(Saved entries)
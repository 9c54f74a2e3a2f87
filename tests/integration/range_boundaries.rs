//! Integration tests for start/end boundary handling

use crate::support::{channel, executor, message, time_of, FaultyProvider};
use chat_history_scanner::identifier::ScanRange;
use chat_history_scanner::resume::CheckpointState;
use chat_history_scanner::scanner::{ScanError, ScanRequest, ScanStatus};
use tempfile::TempDir;

#[tokio::test]
async fn test_newer_than_end_is_skipped_and_scan_continues() {
    let dir = TempDir::new().unwrap();
    let provider = FaultyProvider::new(vec![
        message(1, "a", "first"),
        message(2, "b", "second"),
        message(3, "a", "third"),
    ]);
    let range = ScanRange::new(None, Some(time_of(2))).unwrap();

    let outcome = executor(dir.path(), 100)
        .execute(&provider, ScanRequest::new("g", "c").with_range(range))
        .await
        .unwrap();

    assert_eq!(outcome.status, ScanStatus::Completed);
    assert_eq!(outcome.totals.scanned_messages, 2);
    assert_eq!(outcome.totals.skipped_newer_than_end, 1);
    assert_eq!(outcome.totals.skipped_older_than_start, 0);
    assert_eq!(outcome.totals.fetched_messages, 3);
}

#[tokio::test]
async fn test_older_than_start_stops_the_scan() {
    let dir = TempDir::new().unwrap();
    let provider = FaultyProvider::new(
        (1..=5)
            .map(|id| message(id, "a", &format!("word{id}")))
            .collect(),
    );
    let range = ScanRange::new(Some(time_of(3)), None).unwrap();
    let request = ScanRequest::new("g", "c").with_range(range);

    let outcome = executor(dir.path(), 2)
        .execute(&provider, request.clone())
        .await
        .unwrap();

    assert_eq!(outcome.status, ScanStatus::Completed);
    assert_eq!(outcome.totals.scanned_messages, 3);
    assert_eq!(outcome.totals.skipped_older_than_start, 1);
    // Pages [5,4] and [3,2]; message 1 is never requested
    assert_eq!(provider.calls(), 2);

    let identity = request.identity().unwrap();
    let state = CheckpointState::load(&outcome.checkpoint_path, &identity, 100)
        .unwrap()
        .unwrap();
    assert!(state.completed);
    assert!(!state.stats.words.contains_key("word2"));
    assert!(!state.stats.words.contains_key("word1"));
    assert!(state.stats.words.contains_key("word3"));
}

#[tokio::test]
async fn test_date_only_range_covers_whole_days() {
    let dir = TempDir::new().unwrap();
    // Message n is created n minutes after 2024-01-01T00:00Z
    let provider = FaultyProvider::new(channel(30));
    let request = ScanRequest::new("g", "c")
        .include_bots(true)
        .with_range_str(Some("2024-01-01"), Some("2024-01-01"))
        .unwrap();

    let outcome = executor(dir.path(), 7)
        .execute(&provider, request)
        .await
        .unwrap();

    assert_eq!(outcome.totals.scanned_messages, 30);
    assert_eq!(outcome.totals.skipped_newer_than_end, 0);
}

#[tokio::test]
async fn test_inverted_range_rejected_before_any_file_is_written() {
    let dir = TempDir::new().unwrap();
    let err = ScanRequest::new("g", "c")
        .with_range_str(Some("2024-02-01"), Some("2024-01-01"))
        .unwrap_err();
    assert!(err.to_string().contains("invalid range"));

    let non_utc =
        ScanRequest::new("g", "c").with_range_str(Some("2024-01-01T00:00:00+02:00"), None);
    assert!(non_utc.is_err());

    let exec = executor(dir.path(), 10);
    let empty = ScanRequest::new("", "c");
    let err = exec
        .execute(&FaultyProvider::new(channel(3)), empty)
        .await
        .unwrap_err();
    assert!(matches!(err, ScanError::InvalidRequest(_)));
    assert_eq!(std::fs::read_dir(dir.path()).unwrap().count(), 0);
}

> What to produce
Take the entries above and transcribe them in full.

> Solution to this problem
repository 9c54f74a2e3a2f87
filename tests/integration/range_boundaries.rs
//! Integration tests for start/end boundary handling

use crate::support::{channel, executor, message, time_of, FaultyProvider};
use chat_history_scanner::identifier::ScanRange;
use chat_history_scanner::resume::CheckpointState;
use chat_history_scanner::scanner::{ScanError, ScanRequest, ScanStatus};
use tempfile::TempDir;

#[tokio::test]
async fn test_newer_than_end_is_skipped_and_scan_continues() {
    let dir = TempDir::new().unwrap();
    let provider = FaultyProvider::new(vec![
        message(1, "a", "first"),
        message(2, "b", "second"),
        message(3, "a", "third"),
    ]);
    let range = ScanRange::new(None, Some(time_of(2))).unwrap();

    let outcome = executor(dir.path(), 100)
        .execute(&provider, ScanRequest::new("g", "c").with_range(range))
        .await
        .unwrap();

    assert_eq!(outcome.status, ScanStatus::Completed);
    assert_eq!(outcome.totals.scanned_messages, 2);
    assert_eq!(outcome.totals.skipped_newer_than_end, 1);
    assert_eq!(outcome.totals.skipped_older_than_start, 0);
    assert_eq!(outcome.totals.fetched_messages, 3);
}

#[tokio::test]
async fn test_older_than_start_stops_the_scan() {
    let dir = TempDir::new().unwrap();
    let provider = FaultyProvider::new(
        (1..=5)
            .map(|id| message(id, "a", &format!("word{id}")))
            .collect(),
    );
    let range = ScanRange::new(Some(time_of(3)), None).unwrap();
    let request = ScanRequest::new("g", "c").with_range(range);

    let outcome = executor(dir.path(), 2)
        .execute(&provider, request.clone())
        .await
        .unwrap();

    assert_eq!(outcome.status, ScanStatus::Completed);
    assert_eq!(outcome.totals.scanned_messages, 3);
    assert_eq!(outcome.totals.skipped_older_than_start, 1);
    // Pages [5,4] and [3,2]; message 1 is never requested
    assert_eq!(provider.calls(), 2);

    let identity = request.identity().unwrap();
    let state = CheckpointState::load(&outcome.checkpoint_path, &identity, 100)
        .unwrap()
        .unwrap();
    assert!(state.completed);
    assert!(!state.stats.words.contains_key("word2"));
    assert!(!state.stats.words.contains_key("word1"));
    assert!(state.stats.words.contains_key("word3"));
}

#[tokio::test]
async fn test_date_only_range_covers_whole_days() {
    let dir = TempDir::new().unwrap();
    // Message n is created n minutes after 2024-01-01T00:00Z
    let provider = FaultyProvider::new(channel(30));
    let request = ScanRequest::new("g", "c")
        .include_bots(true)
        .with_range_str(Some("2024-01-01"), Some("2024-01-01"))
        .unwrap();

    let outcome = executor(dir.path(), 7)
        .execute(&provider, request)
        .await
        .unwrap();

    assert_eq!(outcome.totals.scanned_messages, 30);
    assert_eq!(outcome.totals.skipped_newer_than_end, 0);
}

#[tokio::test]
async fn test_inverted_range_rejected_before_any_file_is_written() {
    let dir = TempDir::new().unwrap();
    let err = ScanRequest::new("g", "c")
        .with_range_str(Some("2024-02-01"), Some("2024-01-01"))
        .unwrap_err();
    assert!(err.to_string().contains("invalid range"));

    let non_utc =
        ScanRequest::new("g", "c").with_range_str(Some("2024-01-01T00:00:00+02:00"), None);
    assert!(non_utc.is_err());

    let exec = executor(dir.path(), 10);
    let empty = ScanRequest::new("", "c");
    let err = exec
        .execute(&FaultyProvider::new(channel(3)), empty)
        .await
        .unwrap_err();
    assert!(matches!(err, ScanError::InvalidRequest(_)));
    assert_eq!(std::fs::read_dir(dir.path()).unwrap().count(), 0);
}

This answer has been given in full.